Real life is usually less about open conflict and more about slow grinding
progress to mutual benefit. So, every meeting that isn't about hurling
epithets like "I WILL DESTROY YOU" just won't make the cut.

I am always disappointed because movies are so bad at showing the twists and
turns of working out a successful design -- to me this is the most truly
"dramatic" part of our job. That said, from the trailers, it looks like the
entire movie has a subtheme of where ideas come from and who deserves credit.
So I'm at least somewhat optimistic.

------
MisterWebz
From what you've described, it'll more likely change the public's perception
of Zuckerburg and Facebook instead of startups.

------
ashleyreddy
I don’t like the way Hollywood portrays people in this thing of ours. The
typical computer guy in the movies is introverted, socially inept, unpleasant
and weak. I would like to see a cooler, happier portrayal of us. I realize
that our reality is actually countless hours of toil. But I wish movies would
err on the side of cool rather than "nerdy"

------
limedaring
I'm a bit confused. "The movie portrays technology, hacking (particularly
late-night), and startups as a really cool thing. Tech nerds (like Zuckerburg
or Sean Parker) are seen having wild sex, awesome fun, and making a ton of
money in a seemingly nontrivial way."

Sean Parker, yes. Zuck (at least to me) was portrayed as typically avoiding
the party scene and focusing completely on building the product.

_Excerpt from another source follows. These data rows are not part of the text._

//! Login and logout.

use api_types::auth::{LoginRequest, LoginResponse};
use axum::{Json, extract::State, http::StatusCode};
use axum_extra::{
    TypedHeader,
    headers::{Authorization, authorization::Bearer},
};
use sea_orm::EntityTrait;
use uuid::Uuid;

use crate::{ServerError, server::ServerState, session};
use engine::{EngineError, Role};

fn map_role(role: Role) -> api_types::Role {
    match role {
        Role::Admin => api_types::Role::Admin,
        Role::Member => api_types::Role::Member,
    }
}

/// Exchanges credentials for a fresh session token, invalidating any
/// previous tokens for the user.
///
/// Member-role logins whose linked member record is missing or inactive are
/// refused with 403 after deleting every session row the user holds; the
/// response body names no member.
pub async fn login(
    State(state): State<ServerState>,
    Json(payload): Json<LoginRequest>,
) -> Result<Json<LoginResponse>, ServerError> {
    let user = engine::users::Entity::find_by_id(payload.username)
        .one(&state.db)
        .await?;
    let user = match user {
        Some(user) if user.password == payload.password => user,
        _ => return Err(ServerError::Unauthorized),
    };

    let role = Role::try_from(user.role.as_str())?;
    if role == Role::Member {
        // A database fault here must not kill the sessions; only a missing
        // or suspended member record does.
        let active = match user
            .member_id
            .as_deref()
            .and_then(|id| Uuid::parse_str(id).ok())
        {
            Some(member_id) => match state.engine.member(member_id).await {
                Ok(member) => member.active,
                Err(EngineError::KeyNotFound(_)) => false,
                Err(err) => return Err(err.into()),
            },
            None => false,
        };
        if !active {
            session::delete_for_user(&state.db, &user.username).await?;
            return Err(ServerError::Forbidden("account inactive".to_string()));
        }
    }

    let token = session::rotate(&state.db, &user.username).await?;
    Ok(Json(LoginResponse {
        token,
        role: map_role(role),
    }))
}

/// Deletes the presented token.
pub async fn logout(
    TypedHeader(bearer): TypedHeader<Authorization<Bearer>>,
    State(state): State<ServerState>,
) -> Result<StatusCode, ServerError> {
    session::delete_token(&state.db, bearer.token()).await?;
    Ok(StatusCode::NO_CONTENT)
}
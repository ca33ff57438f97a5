use sea_orm::DatabaseConnection;

use crate::{EngineError, ResultEngine};

mod cash;
mod deposits;
mod ledger;
mod members;
mod numbers;
mod statistics;
mod waste_types;

pub use ledger::LedgerCheck;
pub use statistics::{CashSummary, DashboardStats};

/// Run a block inside a DB transaction, committing on success and rolling back on error.
macro_rules! with_tx {
    ($self:expr, |$tx:ident| $body:expr) => {{
        let $tx = $self.database.begin().await?;
        let result = $body;
        match result {
            Ok(value) => {
                $tx.commit().await?;
                Ok(value)
            }
            Err(err) => Err(err),
        }
    }};
}

pub(crate) use with_tx;

#[derive(Debug)]
pub struct Engine {
    database: DatabaseConnection,
}

impl Engine {
    /// Return a builder for `Engine`. Help to build the struct.
    pub fn builder() -> EngineBuilder {
        EngineBuilder::default()
    }
}

fn normalize_required_name(value: &str, label: &str) -> ResultEngine<String> {
    let trimmed = value.trim();
    if trimmed.is_empty() {
        return Err(EngineError::InvalidAmount(format!(
            "{label} name must not be empty"
        )));
    }
    Ok(trimmed.to_string())
}

fn normalize_optional_text(value: Option<&str>) -> Option<String> {
    value
        .map(str::trim)
        .filter(|s| !s.is_empty())
        .map(ToString::to_string)
}

/// The builder for `Engine`
#[derive(Default)]
pub struct EngineBuilder {
    database: DatabaseConnection,
}

impl EngineBuilder {
    /// Pass the required database
    pub fn database(mut self, db: DatabaseConnection) -> EngineBuilder {
        self.database = db;
        self
    }

    /// Construct `Engine`
    pub async fn build(self) -> ResultEngine<Engine> {
        Ok(Engine {
            database: self.database,
        })
    }
}
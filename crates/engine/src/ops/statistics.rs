//! Aggregate read queries for reporting.

use sea_orm::{ConnectionTrait, Statement};
use serde::{Deserialize, Serialize};

use crate::{CashCategory, CashDirection, ResultEngine};

use super::Engine;

/// Organization cash totals, overall and per category (minor units).
#[derive(Clone, Debug, Default, PartialEq, Eq, Serialize, Deserialize)]
pub struct CashSummary {
    pub total_in_minor: i64,
    pub total_out_minor: i64,
    pub collector_sales_minor: i64,
    pub operational_expenses_minor: i64,
    pub member_withdrawals_minor: i64,
}

impl CashSummary {
    /// Net cash position.
    #[must_use]
    pub fn net_minor(&self) -> i64 {
        self.total_in_minor - self.total_out_minor
    }
}

/// Headline figures for the admin dashboard.
#[derive(Clone, Debug, Default, PartialEq, Eq, Serialize, Deserialize)]
pub struct DashboardStats {
    pub member_count: i64,
    pub active_member_count: i64,
    pub total_balance_minor: i64,
    pub total_points: i64,
    pub total_weight_grams: i64,
    pub deposit_count: i64,
    pub cash: CashSummary,
}

impl Engine {
    /// Cash totals via SQL aggregation; the table is small enough that no
    /// denormalized counters are kept for it.
    pub async fn cash_summary(&self) -> ResultEngine<CashSummary> {
        let total_in_minor = self
            .sum_cash("direction = ?", vec![CashDirection::In.as_str().into()])
            .await?;
        let total_out_minor = self
            .sum_cash("direction = ?", vec![CashDirection::Out.as_str().into()])
            .await?;
        let collector_sales_minor = self
            .sum_cash(
                "category = ?",
                vec![CashCategory::CollectorSale.as_str().into()],
            )
            .await?;
        let operational_expenses_minor = self
            .sum_cash(
                "category = ?",
                vec![CashCategory::OperationalExpense.as_str().into()],
            )
            .await?;
        let member_withdrawals_minor = self
            .sum_cash(
                "category = ?",
                vec![CashCategory::MemberWithdrawal.as_str().into()],
            )
            .await?;

        Ok(CashSummary {
            total_in_minor,
            total_out_minor,
            collector_sales_minor,
            operational_expenses_minor,
            member_withdrawals_minor,
        })
    }

    /// Headline dashboard figures.
    pub async fn dashboard(&self) -> ResultEngine<DashboardStats> {
        let backend = self.database.get_database_backend();
        let stmt = Statement::from_string(
            backend,
            "SELECT COUNT(*) AS member_count, \
             COALESCE(SUM(active), 0) AS active_member_count, \
             COALESCE(SUM(balance_minor), 0) AS total_balance, \
             COALESCE(SUM(points), 0) AS total_points, \
             COALESCE(SUM(total_weight_grams), 0) AS total_weight \
             FROM members"
                .to_string(),
        );
        let row = self.database.query_one(stmt).await?;

        let (member_count, active_member_count, total_balance_minor, total_points, total_weight_grams) =
            match row {
                Some(row) => (
                    row.try_get("", "member_count").unwrap_or(0),
                    row.try_get("", "active_member_count").unwrap_or(0),
                    row.try_get("", "total_balance").unwrap_or(0),
                    row.try_get("", "total_points").unwrap_or(0),
                    row.try_get("", "total_weight").unwrap_or(0),
                ),
                None => (0, 0, 0, 0, 0),
            };

        let deposit_stmt = Statement::from_string(
            backend,
            "SELECT COUNT(*) AS deposit_count FROM deposits".to_string(),
        );
        let deposit_count = self
            .database
            .query_one(deposit_stmt)
            .await?
            .and_then(|r| r.try_get("", "deposit_count").ok())
            .unwrap_or(0);

        Ok(DashboardStats {
            member_count,
            active_member_count,
            total_balance_minor,
            total_points,
            total_weight_grams,
            deposit_count,
            cash: self.cash_summary().await?,
        })
    }

    async fn sum_cash(
        &self,
        condition: &str,
        values: Vec<sea_orm::Value>,
    ) -> ResultEngine<i64> {
        let backend = self.database.get_database_backend();
        let stmt = Statement::from_sql_and_values(
            backend,
            format!(
                "SELECT COALESCE(SUM(amount_minor), 0) AS sum \
                 FROM cash_transactions WHERE {condition}"
            ),
            values,
        );
        let row = self.database.query_one(stmt).await?;
        Ok(row.and_then(|r| r.try_get("", "sum").ok()).unwrap_or(0))
    }
}
//! Member self-service endpoints. Admins get 403 here; they have the
//! member-scoped routes instead.

use api_types::deposit::{DepositList, DepositsResponse};
use api_types::history::{HistoryList, HistoryResponse};
use api_types::member::MemberView;
use axum::{
    Extension, Json,
    extract::{Query, State},
};

use crate::{ServerError, deposits, ledger, members, server::AuthUser, server::ServerState};

pub async fn profile(
    Extension(auth): Extension<AuthUser>,
    State(state): State<ServerState>,
) -> Result<Json<MemberView>, ServerError> {
    let member_id = auth.require_member()?;

    let member = state.engine.member(member_id).await?;
    Ok(Json(members::member_view(member)))
}

pub async fn history(
    Extension(auth): Extension<AuthUser>,
    State(state): State<ServerState>,
    Query(query): Query<HistoryList>,
) -> Result<Json<HistoryResponse>, ServerError> {
    let member_id = auth.require_member()?;

    let entries = state
        .engine
        .list_balance_history(member_id, query.limit.unwrap_or(100))
        .await?;
    Ok(Json(HistoryResponse {
        entries: entries.into_iter().map(ledger::history_view).collect(),
    }))
}

pub async fn deposits(
    Extension(auth): Extension<AuthUser>,
    State(state): State<ServerState>,
    Query(query): Query<DepositList>,
) -> Result<Json<DepositsResponse>, ServerError> {
    let member_id = auth.require_member()?;

    let rows = state
        .engine
        .list_deposits_for_member(member_id, query.limit.unwrap_or(100))
        .await?;
    Ok(Json(DepositsResponse {
        deposits: rows.into_iter().map(deposits::deposit_view).collect(),
    }))
}
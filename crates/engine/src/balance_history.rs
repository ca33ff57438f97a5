//! Append-only balance/point ledger.
//!
//! Every change to a member's balance or points is recorded here with
//! before/after snapshots. Rows are never updated or deleted; corrections are
//! posted as new `adjustment` entries. Member rows cache the latest after
//! values and must always reconcile to the sum of these deltas.

use chrono::{DateTime, Utc};
use sea_orm::{ActiveValue, entity::prelude::*};
use serde::{Deserialize, Serialize};
use uuid::Uuid;

use crate::{EngineError, ResultEngine, util};

#[derive(Clone, Copy, Debug, PartialEq, Eq, Serialize, Deserialize)]
#[serde(rename_all = "snake_case")]
pub enum LedgerDirection {
    In,
    Out,
}

impl LedgerDirection {
    pub fn as_str(self) -> &'static str {
        match self {
            Self::In => "in",
            Self::Out => "out",
        }
    }
}

impl TryFrom<&str> for LedgerDirection {
    type Error = EngineError;

    fn try_from(value: &str) -> Result<Self, Self::Error> {
        match value {
            "in" => Ok(Self::In),
            "out" => Ok(Self::Out),
            other => Err(EngineError::InvalidAmount(format!(
                "invalid ledger direction: {other}"
            ))),
        }
    }
}

#[derive(Clone, Copy, Debug, PartialEq, Eq, Serialize, Deserialize)]
#[serde(rename_all = "snake_case")]
pub enum LedgerCategory {
    /// Waste drop-off credit.
    Deposit,
    /// Balance payout, always linked to a cash transaction.
    Withdrawal,
    /// Points redeemed, optionally for a balance credit.
    PointExchange,
    /// Admin correction; the only category allowed on inactive members.
    Adjustment,
}

impl LedgerCategory {
    pub fn as_str(self) -> &'static str {
        match self {
            Self::Deposit => "deposit",
            Self::Withdrawal => "withdrawal",
            Self::PointExchange => "point_exchange",
            Self::Adjustment => "adjustment",
        }
    }

    /// Validates that the delta signs match the category's direction.
    ///
    /// - deposit: both deltas credit (>= 0)
    /// - withdrawal: amount strictly debits, points untouched
    /// - point exchange: points strictly spent, amount may credit
    /// - adjustment: either sign
    pub fn validate_deltas(self, amount_delta_minor: i64, point_delta: i64) -> ResultEngine<()> {
        let ok = match self {
            Self::Deposit => amount_delta_minor >= 0 && point_delta >= 0,
            Self::Withdrawal => amount_delta_minor < 0 && point_delta == 0,
            Self::PointExchange => point_delta < 0 && amount_delta_minor >= 0,
            Self::Adjustment => true,
        };
        if !ok {
            return Err(EngineError::InvalidCategoryDirection(format!(
                "category {} cannot take amount delta {amount_delta_minor} and point delta {point_delta}",
                self.as_str()
            )));
        }
        Ok(())
    }

    /// The direction column recorded for the given deltas.
    pub fn direction_for(self, amount_delta_minor: i64, point_delta: i64) -> LedgerDirection {
        match self {
            Self::Deposit => LedgerDirection::In,
            Self::Withdrawal => LedgerDirection::Out,
            Self::PointExchange => {
                if amount_delta_minor > 0 {
                    LedgerDirection::In
                } else {
                    LedgerDirection::Out
                }
            }
            Self::Adjustment => {
                if amount_delta_minor > 0 || (amount_delta_minor == 0 && point_delta >= 0) {
                    LedgerDirection::In
                } else {
                    LedgerDirection::Out
                }
            }
        }
    }
}

impl TryFrom<&str> for LedgerCategory {
    type Error = EngineError;

    fn try_from(value: &str) -> Result<Self, Self::Error> {
        match value {
            "deposit" => Ok(Self::Deposit),
            "withdrawal" => Ok(Self::Withdrawal),
            "point_exchange" => Ok(Self::PointExchange),
            "adjustment" => Ok(Self::Adjustment),
            other => Err(EngineError::InvalidAmount(format!(
                "invalid ledger category: {other}"
            ))),
        }
    }
}

#[derive(Clone, Debug, PartialEq, Eq, Serialize, Deserialize)]
pub struct BalanceHistoryEntry {
    pub id: Uuid,
    /// Unique document number (`TRX/{YYYYMMDD}/{seq}`).
    pub number: String,
    pub member_id: Uuid,
    pub direction: LedgerDirection,
    pub category: LedgerCategory,
    pub amount_delta_minor: i64,
    pub point_delta: i64,
    pub balance_before_minor: i64,
    pub balance_after_minor: i64,
    pub points_before: i64,
    pub points_after: i64,
    pub deposit_id: Option<Uuid>,
    pub cash_transaction_id: Option<Uuid>,
    pub admin_id: String,
    pub occurred_at: DateTime<Utc>,
}

#[derive(Clone, Debug, PartialEq, DeriveEntityModel)]
#[sea_orm(table_name = "balance_history")]
pub struct Model {
    #[sea_orm(primary_key, auto_increment = false)]
    pub id: String,
    #[sea_orm(unique)]
    pub number: String,
    pub member_id: String,
    pub direction: String,
    pub category: String,
    pub amount_delta_minor: i64,
    pub point_delta: i64,
    pub balance_before_minor: i64,
    pub balance_after_minor: i64,
    pub points_before: i64,
    pub points_after: i64,
    pub deposit_id: Option<String>,
    pub cash_transaction_id: Option<String>,
    pub admin_id: String,
    pub occurred_at: DateTimeUtc,
}

#[derive(Copy, Clone, Debug, EnumIter, DeriveRelation)]
pub enum Relation {
    #[sea_orm(
        belongs_to = "super::members::Entity",
        from = "Column::MemberId",
        to = "super::members::Column::Id"
    )]
    Members,
    #[sea_orm(
        belongs_to = "super::deposits::Entity",
        from = "Column::DepositId",
        to = "super::deposits::Column::Id"
    )]
    Deposits,
    #[sea_orm(
        belongs_to = "super::cash_transactions::Entity",
        from = "Column::CashTransactionId",
        to = "super::cash_transactions::Column::Id"
    )]
    CashTransactions,
}

impl Related<super::members::Entity> for Entity {
    fn to() -> RelationDef {
        Relation::Members.def()
    }
}

impl ActiveModelBehavior for ActiveModel {}

impl From<&BalanceHistoryEntry> for ActiveModel {
    fn from(entry: &BalanceHistoryEntry) -> Self {
        Self {
            id: ActiveValue::Set(entry.id.to_string()),
            number: ActiveValue::Set(entry.number.clone()),
            member_id: ActiveValue::Set(entry.member_id.to_string()),
            direction: ActiveValue::Set(entry.direction.as_str().to_string()),
            category: ActiveValue::Set(entry.category.as_str().to_string()),
            amount_delta_minor: ActiveValue::Set(entry.amount_delta_minor),
            point_delta: ActiveValue::Set(entry.point_delta),
            balance_before_minor: ActiveValue::Set(entry.balance_before_minor),
            balance_after_minor: ActiveValue::Set(entry.balance_after_minor),
            points_before: ActiveValue::Set(entry.points_before),
            points_after: ActiveValue::Set(entry.points_after),
            deposit_id: ActiveValue::Set(entry.deposit_id.map(|id| id.to_string())),
            cash_transaction_id: ActiveValue::Set(
                entry.cash_transaction_id.map(|id| id.to_string()),
            ),
            admin_id: ActiveValue::Set(entry.admin_id.clone()),
            occurred_at: ActiveValue::Set(entry.occurred_at),
        }
    }
}

impl TryFrom<Model> for BalanceHistoryEntry {
    type Error = EngineError;

    fn try_from(model: Model) -> Result<Self, Self::Error> {
        Ok(Self {
            id: Uuid::parse_str(&model.id)
                .map_err(|_| EngineError::KeyNotFound("history entry not exists".to_string()))?,
            number: model.number,
            member_id: util::parse_uuid(&model.member_id, "member")?,
            direction: LedgerDirection::try_from(model.direction.as_str())?,
            category: LedgerCategory::try_from(model.category.as_str())?,
            amount_delta_minor: model.amount_delta_minor,
            point_delta: model.point_delta,
            balance_before_minor: model.balance_before_minor,
            balance_after_minor: model.balance_after_minor,
            points_before: model.points_before,
            points_after: model.points_after,
            deposit_id: model
                .deposit_id
                .as_deref()
                .map(|s| util::parse_uuid(s, "deposit"))
                .transpose()?,
            cash_transaction_id: model
                .cash_transaction_id
                .as_deref()
                .map(|s| util::parse_uuid(s, "cash_transaction"))
                .transpose()?,
            admin_id: model.admin_id,
            occurred_at: model.occurred_at,
        })
    }
}

#[cfg(test)]
mod tests {
    use super::*;

    #[test]
    fn deposit_deltas_must_credit() {
        assert!(LedgerCategory::Deposit.validate_deltas(100, 2).is_ok());
        assert!(LedgerCategory::Deposit.validate_deltas(0, 0).is_ok());
        assert!(LedgerCategory::Deposit.validate_deltas(-1, 0).is_err());
    }

    #[test]
    fn withdrawal_deltas_must_debit_amount_only() {
        assert!(LedgerCategory::Withdrawal.validate_deltas(-100, 0).is_ok());
        assert!(LedgerCategory::Withdrawal.validate_deltas(100, 0).is_err());
        assert!(LedgerCategory::Withdrawal.validate_deltas(-100, -1).is_err());
    }

    #[test]
    fn point_exchange_spends_points() {
        assert!(LedgerCategory::PointExchange.validate_deltas(500, -10).is_ok());
        assert!(LedgerCategory::PointExchange.validate_deltas(0, -10).is_ok());
        assert!(LedgerCategory::PointExchange.validate_deltas(500, 10).is_err());
        assert!(LedgerCategory::PointExchange.validate_deltas(-500, -10).is_err());
    }

    #[test]
    fn adjustment_takes_either_sign() {
        assert!(LedgerCategory::Adjustment.validate_deltas(-100, 10).is_ok());
        assert!(LedgerCategory::Adjustment.validate_deltas(100, -10).is_ok());
    }
}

Also, late-night hacking IS cool. I can't think of a programmer who doesn't
enjoy it. If you're passionate about building a product, a lot of really
awesome breakthroughs come after the traditional 9-5.

------
mathewsi
I think that the public's idea can only be more positive. I think people in
the industry or people with interests related to the industry will gain some
bizarre step-up in the amount of interest and respect they receive from
strangers and those unfamiliar with the work. I think that slight bump up will
be especially present among college peers.

I have been aware of this movie's release for a while now and I look forward
to it. I plan on spreading word of my own project on campus soon, and I can't
see how this movie would hurt me in any way. I can even understand how it
could boost interest in my project.

------
motters
I havn't seen this movie, but Hollywood traditionally has had an exceptionally
poor record at depicting anything related to computing with any sort of
accuracy.

My guess is that a large number of people will assume that this is a
completely accurate biography of Zuckerberg, and that PHP coders enjoy a
lifestyle of luxury and excess similar to that of a rockstar.

------
known
I'm waiting for Google to _index_ social networks content.

------
andrewtbham
hacker news will probably be over run by wannabe mark zuckerbergs.

------
ashitvora
Nothing.